Collected data entries:
+---+
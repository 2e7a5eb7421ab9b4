// Rust guideline compliant 2026-10-14

//! Core data models for sen2cli.

use crate::{Error, Result};
use chrono::NaiveDate;
use serde::{Deserialize, Deserializer, Serialize};
use std::fmt;
use std::str::FromStr;

/// Columns rendered for an inference when the caller does not choose any.
///
/// `id` is not listed; renderers always put it first.
pub const DEFAULT_COLUMNS: &[&str] = &[
    "factbase_id",
    "favourite",
    "knowledgebase_id",
    "owner",
    "qgis_project_location",
    "output",
    "status",
    "status_message",
    "status_progress",
    "status_timestamp",
    "temp_range_end",
    "temp_range_start",
    "timestamp_created",
    "timestamp_finished",
    "timestamp_started",
];

/// Lifecycle status of an inference as reported by the backend.
#[derive(Debug, Clone, Copy, PartialEq, Eq, Hash, Serialize, Deserialize)]
#[serde(rename_all = "SCREAMING_SNAKE_CASE")]
pub enum Status {
    /// Queued for scheduling; also the target of a rerun.
    Created,
    /// Picked up by the scheduler.
    Scheduled,
    /// Running.
    Started,
    /// Finished successfully.
    Succeeded,
    /// Finished with an error.
    Failed,
    /// Stopped on request.
    Aborted,
    /// Backing data is offline.
    Offline,
    /// Any status string this client does not know.
    #[serde(other)]
    Unknown,
}

impl Status {
    /// Every status a caller may name on the command line.
    pub const KNOWN: [Status; 7] = [
        Status::Aborted,
        Status::Created,
        Status::Failed,
        Status::Offline,
        Status::Scheduled,
        Status::Started,
        Status::Succeeded,
    ];

    /// Returns the wire representation of the status.
    #[must_use]
    pub fn as_str(&self) -> &'static str {
        match self {
            Status::Created => "CREATED",
            Status::Scheduled => "SCHEDULED",
            Status::Started => "STARTED",
            Status::Succeeded => "SUCCEEDED",
            Status::Failed => "FAILED",
            Status::Aborted => "ABORTED",
            Status::Offline => "OFFLINE",
            Status::Unknown => "UNKNOWN",
        }
    }
}

impl fmt::Display for Status {
    fn fmt(&self, f: &mut fmt::Formatter<'_>) -> fmt::Result {
        f.write_str(self.as_str())
    }
}

impl FromStr for Status {
    type Err = Error;

    /// Parses a status case-insensitively. `UNKNOWN` is not accepted.
    fn from_str(value: &str) -> Result<Self> {
        let upper = value.trim().to_ascii_uppercase();
        Status::KNOWN
            .iter()
            .copied()
            .find(|status| status.as_str() == upper)
            .ok_or_else(|| Error::InvalidStatus(value.to_string()))
    }
}

/// Client-side projection of a remote `inference` resource.
///
/// Attributes the client has no typed field for are kept in `extra`
/// so that any requested column can still be rendered.
#[derive(Debug, Clone, PartialEq, Serialize, Deserialize)]
pub struct InferenceRecord {
    /// Server-assigned identifier.
    pub id: u64,
    /// Owning user.
    #[serde(default, deserialize_with = "null_as_default")]
    pub owner: String,
    /// Current status; `None` when the backend reports null.
    #[serde(default)]
    pub status: Option<Status>,
    /// Free-form status detail.
    #[serde(default)]
    pub status_message: Option<String>,
    /// Factbase (input data) the inference runs on.
    #[serde(default)]
    pub factbase_id: Option<u64>,
    /// Knowledgebase (model) the inference runs.
    #[serde(default)]
    pub knowledgebase_id: Option<u64>,
    #[serde(default)]
    pub timestamp_created: Option<String>,
    #[serde(default)]
    pub timestamp_started: Option<String>,
    #[serde(default)]
    pub timestamp_finished: Option<String>,
    /// Start of the temporal subset (ISO-8601, start of day).
    #[serde(default)]
    pub temp_range_start: Option<String>,
    /// End of the temporal subset (ISO-8601, end of day).
    #[serde(default)]
    pub temp_range_end: Option<String>,
    /// Spatial subset as GeoJSON text.
    #[serde(default)]
    pub area_of_interest: Option<String>,
    #[serde(default)]
    pub qgis_project_location: Option<String>,
    #[serde(default, deserialize_with = "null_as_default")]
    pub output: Vec<String>,
    #[serde(default)]
    pub output_scale_factor: Option<i64>,
    #[serde(default, deserialize_with = "null_as_default")]
    pub favourite: bool,
    /// Description supplied on creation.
    #[serde(default)]
    pub comment: Option<String>,
    /// Remaining attributes, keyed by their wire name.
    #[serde(flatten)]
    pub extra: serde_json::Map<String, serde_json::Value>,
}

fn null_as_default<'de, D, T>(deserializer: D) -> std::result::Result<T, D::Error>
where
    D: Deserializer<'de>,
    T: Default + Deserialize<'de>,
{
    Ok(Option::<T>::deserialize(deserializer)?.unwrap_or_default())
}

impl InferenceRecord {
    /// Creates a record with the given id and status and every other field empty.
    #[must_use]
    pub fn new(id: u64, status: Status) -> Self {
        Self {
            id,
            owner: String::new(),
            status: Some(status),
            status_message: None,
            factbase_id: None,
            knowledgebase_id: None,
            timestamp_created: None,
            timestamp_started: None,
            timestamp_finished: None,
            temp_range_start: None,
            temp_range_end: None,
            area_of_interest: None,
            qgis_project_location: None,
            output: Vec::new(),
            output_scale_factor: None,
            favourite: false,
            comment: None,
            extra: serde_json::Map::new(),
        }
    }

    /// Projects the record onto `id` followed by `columns`.
    ///
    /// Columns the record does not carry are returned as `null`.
    #[must_use]
    pub fn to_row(&self, columns: &[&str]) -> Vec<(String, serde_json::Value)> {
        let fields = match serde_json::to_value(self) {
            Ok(serde_json::Value::Object(map)) => map,
            _ => serde_json::Map::new(),
        };

        let mut row = Vec::with_capacity(columns.len() + 1);
        row.push(("id".to_string(), serde_json::Value::from(self.id)));
        for column in columns {
            let value = match fields.get(*column) {
                Some(value) => value.clone(),
                None => {
                    tracing::warn!(
                        inference = self.id,
                        column = *column,
                        "column not present in resource, rendering null"
                    );
                    serde_json::Value::Null
                }
            };
            row.push(((*column).to_string(), value));
        }
        row
    }
}

/// Input for creating a new inference.
#[derive(Debug, Clone, PartialEq)]
pub struct InferenceDraft {
    pub knowledgebase_id: u64,
    pub factbase_id: u64,
    pub temp_range_start: NaiveDate,
    pub temp_range_end: NaiveDate,
    /// GeoJSON with line breaks flattened to spaces.
    pub area_of_interest: String,
    pub comment: Option<String>,
    pub owner: Option<String>,
}

impl InferenceDraft {
    /// Builds a validated draft.
    ///
    /// # Errors
    ///
    /// Returns an error if:
    /// - `temp_range_start` is after `temp_range_end`
    /// - `geojson` is not valid JSON
    pub fn new(
        knowledgebase_id: u64,
        factbase_id: u64,
        temp_range_start: NaiveDate,
        temp_range_end: NaiveDate,
        geojson: &str,
        comment: Option<String>,
        owner: Option<String>,
    ) -> Result<Self> {
        if temp_range_start > temp_range_end {
            return Err(Error::Validation(format!(
                "Temporal subset start {} is after end {}",
                temp_range_start, temp_range_end
            )));
        }

        let area_of_interest = geojson.replace("\r\n", " ").replace('\n', " ");
        serde_json::from_str::<serde_json::Value>(&area_of_interest).map_err(|e| {
            Error::Validation(format!("Spatial subset is not valid GeoJSON: {}", e))
        })?;

        Ok(Self {
            knowledgebase_id,
            factbase_id,
            temp_range_start,
            temp_range_end,
            area_of_interest,
            comment,
            owner,
        })
    }

    /// Start of the temporal subset, pinned to the start of the day.
    #[must_use]
    pub fn temp_range_start_iso(&self) -> String {
        self.temp_range_start
            .format("%Y-%m-%dT00:00:00.000Z")
            .to_string()
    }

    /// End of the temporal subset, pinned to the last millisecond of the day.
    #[must_use]
    pub fn temp_range_end_iso(&self) -> String {
        self.temp_range_end
            .format("%Y-%m-%dT23:59:59.999Z")
            .to_string()
    }

    /// Attribute object sent when creating the inference.
    #[must_use]
    pub fn attributes(&self) -> serde_json::Value {
        serde_json::json!({
            "owner": self.owner,
            "timestamp_created": null,
            "timestamp_started": null,
            "timestamp_finished": null,
            "status": null,
            "status_message": null,
            "output": [],
            "favourite": false,
            "comment": self.comment,
            "temp_range_start": self.temp_range_start_iso(),
            "temp_range_end": self.temp_range_end_iso(),
            "area_of_interest": self.area_of_interest,
            "output_scale_factor": 1,
        })
    }
}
+---+
Work out how many lines of the data include the word "FromStr". Then write only that number.

* [Result of this task]:
2